The fact that anyone is already turning against Valentine is very troubling. The season has yet to begin, and if he has already lost control of his clubhouse, the team is destined for a difficult year.

The main problem with last year’s team was their lack of respect for authority and their inability to come together as one. Josh Beckett, who is supposed to be a leader, was one of the offenders last season. He is looked up to by his teammates, especially his fellow pitchers, and if he is butting heads with Valentine then other players may soon join him.

Schilling is known for being a Terry Francona supporter, so his comments about Valentine should be taken with a grain of salt. However, the fact that he is saying he has sources within the organization that are already turning on Valentine is revealing.

After last season’s historic collapse, one would think the team would come into this season focused and willing to follow their coaching staff blindly.

Maybe Valentine’s antics are too over the top and his act has already worn thin with the players. He is extremely outspoken with the media and is a drastic change from Francona, who was with the team for eight seasons.

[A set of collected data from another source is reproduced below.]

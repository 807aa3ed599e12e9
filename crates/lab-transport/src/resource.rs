//! Resource identifiers
//!
//! A resource identifier names one physical or logical endpoint: a VISA
//! resource string, an OS serial device path, or a bridge bus address in
//! the `GPIB0::<n>` form.

use std::fmt;

use serde::{Deserialize, Serialize};

use crate::error::TransportError;

/// Prefix of bus addresses served through the bridge
pub const GPIB_PREFIX: &str = "GPIB0::";

/// Highest primary address on a GPIB bus
pub const MAX_BUS_ADDRESS: u8 = 30;

/// Canonical name of a transport endpoint
///
/// Two identifiers are equal iff their canonical (trimmed) forms match.
#[derive(Debug, Clone, Default, PartialEq, Eq, Hash, PartialOrd, Ord, Serialize, Deserialize)]
#[serde(transparent)]
pub struct ResourceId(String);

impl ResourceId {
    /// Create an identifier from any string, trimming surrounding whitespace
    pub fn new(raw: impl AsRef<str>) -> Self {
        Self(raw.as_ref().trim().to_string())
    }

    /// Identifier of a bus address reachable through the bridge
    pub fn gpib(address: u8) -> Self {
        Self(format!("{}{}", GPIB_PREFIX, address))
    }

    /// Get the canonical string form
    pub fn as_str(&self) -> &str {
        &self.0
    }

    /// Whether the identifier is empty (instruments without a port)
    pub fn is_empty(&self) -> bool {
        self.0.is_empty()
    }

    /// Whether the identifier looks like a bus address
    pub fn is_gpib(&self) -> bool {
        self.0.starts_with(GPIB_PREFIX)
    }

    /// Parse the bus address out of a `GPIB0::<n>` (or `GPIB0::<n>::INSTR`) identifier
    pub fn bus_address(&self) -> Result<u8, TransportError> {
        let rest = self
            .0
            .strip_prefix(GPIB_PREFIX)
            .ok_or_else(|| TransportError::MalformedResource(self.0.clone()))?;
        let number = rest.strip_suffix("::INSTR").unwrap_or(rest);

        match number.parse::<u8>() {
            Ok(address) if address <= MAX_BUS_ADDRESS => Ok(address),
            _ => Err(TransportError::MalformedResource(self.0.clone())),
        }
    }
}

impl fmt::Display for ResourceId {
    fn fmt(&self, f: &mut fmt::Formatter<'_>) -> fmt::Result {
        f.write_str(&self.0)
    }
}

impl From<&str> for ResourceId {
    fn from(raw: &str) -> Self {
        Self::new(raw)
    }
}

impl From<String> for ResourceId {
    fn from(raw: String) -> Self {
        Self::new(raw)
    }
}

impl AsRef<str> for ResourceId {
    fn as_ref(&self) -> &str {
        &self.0
    }
}

#[cfg(test)]
mod tests {
    use super::*;

    #[test]
    fn test_canonical_form_trims() {
        assert_eq!(ResourceId::new("  COM4 "), ResourceId::new("COM4"));
        assert_ne!(ResourceId::new("COM4"), ResourceId::new("com4"));
    }

    #[test]
    fn test_gpib_round_trip() {
        let id = ResourceId::gpib(12);
        assert_eq!(id.as_str(), "GPIB0::12");
        assert!(id.is_gpib());
        assert_eq!(id.bus_address().unwrap(), 12);
    }

    #[test]
    fn test_bus_address_accepts_instr_suffix() {
        let id = ResourceId::new("GPIB0::7::INSTR");
        assert_eq!(id.bus_address().unwrap(), 7);
    }

    #[test]
    fn test_bus_address_rejects_malformed() {
        for raw in ["COM3", "GPIB0::", "GPIB0::abc", "GPIB0::31", "/dev/ttyUSB0"] {
            let err = ResourceId::new(raw).bus_address().unwrap_err();
            assert!(matches!(err, TransportError::MalformedResource(_)), "{raw}");
            assert!(err.is_fatal());
        }
    }
}
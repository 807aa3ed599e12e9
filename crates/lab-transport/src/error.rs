//! Error types for instrument transports

use thiserror::Error;

/// Errors that can occur while opening or talking over a transport
#[derive(Debug, Error)]
pub enum TransportError {
    /// The resource could not be opened (missing device, permissions, ...)
    #[error("failed to connect to {resource}: {reason}")]
    Connection { resource: String, reason: String },

    /// The resource identifier cannot be interpreted by the transport
    #[error("malformed resource identifier: {0}")]
    MalformedResource(String),

    /// Hard I/O fault during a read or write
    #[error("I/O error on {resource}: {source}")]
    Io {
        resource: String,
        #[source]
        source: std::io::Error,
    },

    /// Serial port error
    #[error("serial port error: {0}")]
    Serial(#[from] serialport::Error),

    /// The device on a bridge port did not identify as the expected adapter
    #[error("port {port} is not a Prologix controller (version reply: {reply:?})")]
    BridgeIdentity { port: String, reply: String },

    /// The shared bridge link is held by another transaction
    #[error("bridge link {0} is busy")]
    BusBusy(String),

    /// The operation is not available for this transport or build
    #[error("unsupported: {0}")]
    Unsupported(String),

    /// The transport has been closed or was never opened
    #[error("transport {0} is closed")]
    Closed(String),
}

impl TransportError {
    /// Whether this error must be treated as fatal to the object being constructed
    pub fn is_fatal(&self) -> bool {
        matches!(
            self,
            TransportError::MalformedResource(_) | TransportError::BridgeIdentity { .. }
        )
    }
}
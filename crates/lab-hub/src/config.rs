//! Hub configuration

use std::time::Duration;

use lab_transport::{
    ResourceId, TransportOptions, DEFAULT_BAUD_RATE, DEFAULT_TIMEOUT, DISCOVERY_TIMEOUT,
    MAX_BUS_ADDRESS,
};
use serde::{Deserialize, Serialize};

/// Prologix bridge settings
#[derive(Debug, Clone, PartialEq, Eq, Serialize, Deserialize)]
#[serde(default)]
pub struct BridgeConfig {
    /// Serial port of the adapter; probed for when unset
    pub port: Option<String>,
    /// Serial baud rate
    pub baud_rate: u32,
    /// Link timeout (ms)
    pub timeout_ms: u64,
    /// Per-address timeout during bus scans (ms)
    pub discovery_timeout_ms: u64,
    /// Highest bus address scanned
    pub max_address: u8,
}

impl Default for BridgeConfig {
    fn default() -> Self {
        Self {
            port: None,
            baud_rate: DEFAULT_BAUD_RATE,
            timeout_ms: DEFAULT_TIMEOUT.as_millis() as u64,
            discovery_timeout_ms: DISCOVERY_TIMEOUT.as_millis() as u64,
            max_address: MAX_BUS_ADDRESS,
        }
    }
}

impl BridgeConfig {
    /// Configured port, if any
    pub fn port(&self) -> Option<ResourceId> {
        self.port
            .as_deref()
            .map(ResourceId::new)
            .filter(|p| !p.is_empty())
    }

    /// Options for opening the adapter's serial link
    pub fn transport_options(&self) -> TransportOptions {
        TransportOptions::default()
            .with_baud_rate(self.baud_rate)
            .with_timeout(Duration::from_millis(self.timeout_ms))
    }

    /// Per-address scan timeout
    pub fn discovery_timeout(&self) -> Duration {
        Duration::from_millis(self.discovery_timeout_ms)
    }
}

/// Hub configuration
#[derive(Debug, Clone, Default, PartialEq, Eq, Serialize, Deserialize)]
#[serde(default)]
pub struct HubConfig {
    /// Simulation flag copied into every new connection
    pub debug: bool,
    /// Prologix bridge settings
    pub bridge: BridgeConfig,
    /// Transport options for directly connected instruments
    pub options: TransportOptions,
}

#[cfg(test)]
mod tests {
    use super::*;

    #[test]
    fn test_defaults() {
        let config = BridgeConfig::default();
        assert_eq!(config.baud_rate, 9600);
        assert_eq!(config.timeout_ms, 3000);
        assert_eq!(config.discovery_timeout(), Duration::from_millis(100));
        assert_eq!(config.max_address, 30);
        assert!(config.port().is_none());
    }

    #[test]
    fn test_partial_json() {
        let config: HubConfig =
            serde_json::from_str(r#"{"debug":true,"bridge":{"port":"COM7"}}"#).unwrap();

        assert!(config.debug);
        assert_eq!(config.bridge.port(), Some(ResourceId::new("COM7")));
        assert_eq!(config.bridge.baud_rate, 9600);
        assert_eq!(config.options, TransportOptions::default());
    }
}
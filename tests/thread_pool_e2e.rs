//! End-to-end scenarios for the thread pool.
//!
//! Run with: `cargo test --test thread_pool_e2e`

use spindle::suspend::{move_to, yield_now};
use spindle::{Fibre, Scheduler, SchedulerParams, SchedulerType, ThreadPool, ThreadPoolParams};
use std::sync::atomic::{AtomicBool, AtomicUsize, Ordering};
use std::sync::Arc;
use std::thread;
use std::time::{Duration, Instant};

fn init_test_logging() {
    let _ = tracing_subscriber::fmt()
        .with_max_level(tracing::Level::INFO)
        .with_test_writer()
        .try_init();
}

fn pool_params(worker_count: Option<i32>, queue_size: usize) -> ThreadPoolParams {
    ThreadPoolParams {
        scheduler: SchedulerParams {
            initial_queue_size: queue_size,
            ..SchedulerParams::default()
        },
        worker_count,
        idle_sleep_duration: Duration::from_millis(1),
    }
}

fn await_counter(counter: &AtomicUsize, expected: usize, timeout: Duration) {
    let deadline = Instant::now() + timeout;
    while counter.load(Ordering::SeqCst) < expected {
        assert!(
            Instant::now() < deadline,
            "counter stuck at {} of {expected}",
            counter.load(Ordering::SeqCst)
        );
        thread::sleep(Duration::from_millis(1));
    }
}

#[test]
fn workers_drain_a_thousand_fibres() {
    init_test_logging();
    let pool = ThreadPool::new(pool_params(Some(4), 2048));
    let counter = Arc::new(AtomicUsize::new(0));
    for _ in 0..1000 {
        let counted = counter.clone();
        pool.start(
            Fibre::new(async move {
                yield_now().await;
                counted.fetch_add(1, Ordering::SeqCst);
            }),
            0,
            "",
        );
    }

    pool.wait(Some(Duration::from_secs(5)));
    await_counter(&counter, 1000, Duration::from_secs(5));
    assert_eq!(counter.load(Ordering::SeqCst), 1000);
    assert!(pool.empty());
}

#[test]
fn zero_workers_leave_fibres_until_caller_drives() {
    init_test_logging();
    let pool = ThreadPool::new(pool_params(Some(0), 2048));
    let counter = Arc::new(AtomicUsize::new(0));
    for _ in 0..1000 {
        let counted = counter.clone();
        pool.start(
            Fibre::new(async move {
                yield_now().await;
                counted.fetch_add(1, Ordering::SeqCst);
            }),
            0,
            "",
        );
    }

    assert!(!pool.wait(Some(Duration::from_millis(100))));
    assert_eq!(counter.load(Ordering::SeqCst), 0);

    pool.update_for(Duration::from_secs(5));
    assert_eq!(counter.load(Ordering::SeqCst), 1000);
    assert!(pool.empty());
}

#[test]
fn start_blocks_on_backpressure_until_workers_catch_up() {
    init_test_logging();
    let pool = ThreadPool::new(pool_params(Some(2), 16));
    let counter = Arc::new(AtomicUsize::new(0));
    for _ in 0..64 {
        let counted = counter.clone();
        pool.start(
            Fibre::new(async move {
                yield_now().await;
                counted.fetch_add(1, Ordering::SeqCst);
            }),
            0,
            "",
        );
    }
    await_counter(&counter, 64, Duration::from_secs(5));
}

#[test]
fn fibre_migrates_from_scheduler_to_pool_and_back() {
    init_test_logging();
    let mut scheduler = Scheduler::new(SchedulerParams::default());
    let scheduler_handle = scheduler.handle();
    let pool = ThreadPool::new(pool_params(Some(2), 256));
    let pool_endpoint = pool.move_endpoint();

    let visited_pool = Arc::new(AtomicBool::new(false));
    let flag = visited_pool.clone();
    let id = scheduler.start(
        Fibre::new(async move {
            move_to(&pool_endpoint, None).await;
            flag.store(true, Ordering::SeqCst);
            move_to(&scheduler_handle, None).await;
        }),
        0,
        "commuter",
    );

    let deadline = Instant::now() + Duration::from_secs(5);
    let mut epoch = 0.0;
    while id.running() {
        assert!(Instant::now() < deadline, "fibre never completed the round trip");
        scheduler.update_with(epoch);
        epoch += 0.001;
        thread::sleep(Duration::from_millis(1));
    }

    assert!(visited_pool.load(Ordering::SeqCst));
    assert!(scheduler.empty());
    assert!(pool.empty());
}

#[test]
fn migration_priority_override_applies_on_arrival() {
    init_test_logging();
    let pool = ThreadPool::new(ThreadPoolParams {
        scheduler: SchedulerParams {
            priority_levels: vec![0, 9],
            ..SchedulerParams::default()
        },
        worker_count: Some(0),
        idle_sleep_duration: Duration::from_millis(1),
    });
    let mut scheduler = Scheduler::new(SchedulerParams::default());
    let endpoint = pool.move_endpoint();

    let id = scheduler.start(
        Fibre::new(async move {
            move_to(&endpoint, Some(9)).await;
            yield_now().await;
        }),
        0,
        "promoted",
    );

    scheduler.update_with(0.0);
    assert!(scheduler.empty());
    assert_eq!(pool.running_count(), 1);

    pool.update(|| true);
    assert!(!id.running());
    assert!(pool.empty());
}

#[test]
fn dropping_the_pool_releases_queued_fibres() {
    init_test_logging();
    let pool = ThreadPool::new(pool_params(Some(0), 256));
    let ids: Vec<_> = (0..8)
        .map(|_| {
            pool.start(
                Fibre::new(async {
                    loop {
                        yield_now().await;
                    }
                }),
                0,
                "",
            )
        })
        .collect();
    drop(pool);
    for id in &ids {
        assert!(!id.running());
    }
}

#[test]
fn pool_reports_worker_count() {
    init_test_logging();
    let pool = ThreadPool::new(pool_params(Some(3), 64));
    assert_eq!(pool.worker_count(), 3);
    let manual = ThreadPool::new(pool_params(Some(0), 64));
    assert_eq!(manual.worker_count(), 0);
}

Ownership believed making a major change was necessary, but the selection of Valentine may have been too abrasive for the clubhouse. Players like Dustin Pedroia, Kevin Youkilis and John Lester have only had one manager their entire careers in the majors. They may never be able to adjust to playing for a man who is the antithesis of Francona.

Valentine is a dream manager for the media. He says what’s on his mind and is willing to speak to the Boston media at all times. However, he needs to focus on his players and make sure he has full control over his clubhouse.

If he doesn’t, his stay in Boston will be a short one.